# DATA SHOWN:
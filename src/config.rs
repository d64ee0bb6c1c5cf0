//! Auth core configuration.
//!
//! All knobs are passed in explicitly, notably the token signing secret,
//! which is injected here rather than read from ambient process state so
//! independently-configured instances (key rotation, multi-tenant) can
//! coexist. The secret is never logged; `Debug` on `SecretString` redacts it.

use secrecy::SecretString;
use std::time::Duration;

use crate::rate_limit::RateQuota;

/// Access tokens are short-lived and stateless.
const DEFAULT_ACCESS_TTL_SECONDS: i64 = 24 * 60 * 60;
/// Refresh tokens are long-lived and must also match a live session.
const DEFAULT_REFRESH_TTL_SECONDS: i64 = 30 * 24 * 60 * 60;
const DEFAULT_TOTP_ISSUER: &str = "Aula";
/// Authentication endpoints: max 10 attempts per 15-minute window.
const DEFAULT_AUTH_QUOTA: RateQuota = RateQuota {
    window: Duration::from_secs(15 * 60),
    max: 10,
};

#[derive(Clone, Debug)]
pub struct AuthConfig {
    signing_secret: SecretString,
    access_ttl_seconds: i64,
    refresh_ttl_seconds: i64,
    totp_issuer: String,
    login_quota: RateQuota,
    second_factor_quota: RateQuota,
}

impl AuthConfig {
    #[must_use]
    pub fn new(signing_secret: SecretString) -> Self {
        Self {
            signing_secret,
            access_ttl_seconds: DEFAULT_ACCESS_TTL_SECONDS,
            refresh_ttl_seconds: DEFAULT_REFRESH_TTL_SECONDS,
            totp_issuer: DEFAULT_TOTP_ISSUER.to_string(),
            login_quota: DEFAULT_AUTH_QUOTA,
            second_factor_quota: DEFAULT_AUTH_QUOTA,
        }
    }

    #[must_use]
    pub fn with_access_ttl_seconds(mut self, seconds: i64) -> Self {
        self.access_ttl_seconds = seconds;
        self
    }

    #[must_use]
    pub fn with_refresh_ttl_seconds(mut self, seconds: i64) -> Self {
        self.refresh_ttl_seconds = seconds;
        self
    }

    #[must_use]
    pub fn with_totp_issuer(mut self, issuer: String) -> Self {
        self.totp_issuer = issuer;
        self
    }

    #[must_use]
    pub fn with_login_quota(mut self, quota: RateQuota) -> Self {
        self.login_quota = quota;
        self
    }

    #[must_use]
    pub fn with_second_factor_quota(mut self, quota: RateQuota) -> Self {
        self.second_factor_quota = quota;
        self
    }

    #[must_use]
    pub const fn signing_secret(&self) -> &SecretString {
        &self.signing_secret
    }

    #[must_use]
    pub const fn access_ttl_seconds(&self) -> i64 {
        self.access_ttl_seconds
    }

    #[must_use]
    pub const fn refresh_ttl_seconds(&self) -> i64 {
        self.refresh_ttl_seconds
    }

    #[must_use]
    pub fn totp_issuer(&self) -> &str {
        &self.totp_issuer
    }

    #[must_use]
    pub const fn login_quota(&self) -> RateQuota {
        self.login_quota
    }

    #[must_use]
    pub const fn second_factor_quota(&self) -> RateQuota {
        self.second_factor_quota
    }
}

# ACTIVITY:
Print the data in full, with each line exactly as given.

# TASK ANSWER:
filename src/config.rs
repository d64ee0bb6c1c5cf0
//! Auth core configuration.
//!
//! All knobs are passed in explicitly, notably the token signing secret,
//! which is injected here rather than read from ambient process state so
//! independently-configured instances (key rotation, multi-tenant) can
//! coexist. The secret is never logged; `Debug` on `SecretString` redacts it.

use secrecy::SecretString;
use std::time::Duration;

use crate::rate_limit::RateQuota;

/// Access tokens are short-lived and stateless.
const DEFAULT_ACCESS_TTL_SECONDS: i64 = 24 * 60 * 60;
/// Refresh tokens are long-lived and must also match a live session.
const DEFAULT_REFRESH_TTL_SECONDS: i64 = 30 * 24 * 60 * 60;
const DEFAULT_TOTP_ISSUER: &str = "Aula";
/// Authentication endpoints: max 10 attempts per 15-minute window.
const DEFAULT_AUTH_QUOTA: RateQuota = RateQuota {
    window: Duration::from_secs(15 * 60),
    max: 10,
};

#[derive(Clone, Debug)]
pub struct AuthConfig {
    signing_secret: SecretString,
    access_ttl_seconds: i64,
    refresh_ttl_seconds: i64,
    totp_issuer: String,
    login_quota: RateQuota,
    second_factor_quota: RateQuota,
}

impl AuthConfig {
    #[must_use]
    pub fn new(signing_secret: SecretString) -> Self {
        Self {
            signing_secret,
            access_ttl_seconds: DEFAULT_ACCESS_TTL_SECONDS,
            refresh_ttl_seconds: DEFAULT_REFRESH_TTL_SECONDS,
            totp_issuer: DEFAULT_TOTP_ISSUER.to_string(),
            login_quota: DEFAULT_AUTH_QUOTA,
            second_factor_quota: DEFAULT_AUTH_QUOTA,
        }
    }

    #[must_use]
    pub fn with_access_ttl_seconds(mut self, seconds: i64) -> Self {
        self.access_ttl_seconds = seconds;
        self
    }

    #[must_use]
    pub fn with_refresh_ttl_seconds(mut self, seconds: i64) -> Self {
        self.refresh_ttl_seconds = seconds;
        self
    }

    #[must_use]
    pub fn with_totp_issuer(mut self, issuer: String) -> Self {
        self.totp_issuer = issuer;
        self
    }

    #[must_use]
    pub fn with_login_quota(mut self, quota: RateQuota) -> Self {
        self.login_quota = quota;
        self
    }

    #[must_use]
    pub fn with_second_factor_quota(mut self, quota: RateQuota) -> Self {
        self.second_factor_quota = quota;
        self
    }

    #[must_use]
    pub const fn signing_secret(&self) -> &SecretString {
        &self.signing_secret
    }

    #[must_use]
    pub const fn access_ttl_seconds(&self) -> i64 {
        self.access_ttl_seconds
    }

    #[must_use]
    pub const fn refresh_ttl_seconds(&self) -> i64 {
        self.refresh_ttl_seconds
    }

    #[must_use]
    pub fn totp_issuer(&self) -> &str {
        &self.totp_issuer
    }

    #[must_use]
    pub const fn login_quota(&self) -> RateQuota {
        self.login_quota
    }

    #[must_use]
    pub const fn second_factor_quota(&self) -> RateQuota {
        self.second_factor_quota
    }
}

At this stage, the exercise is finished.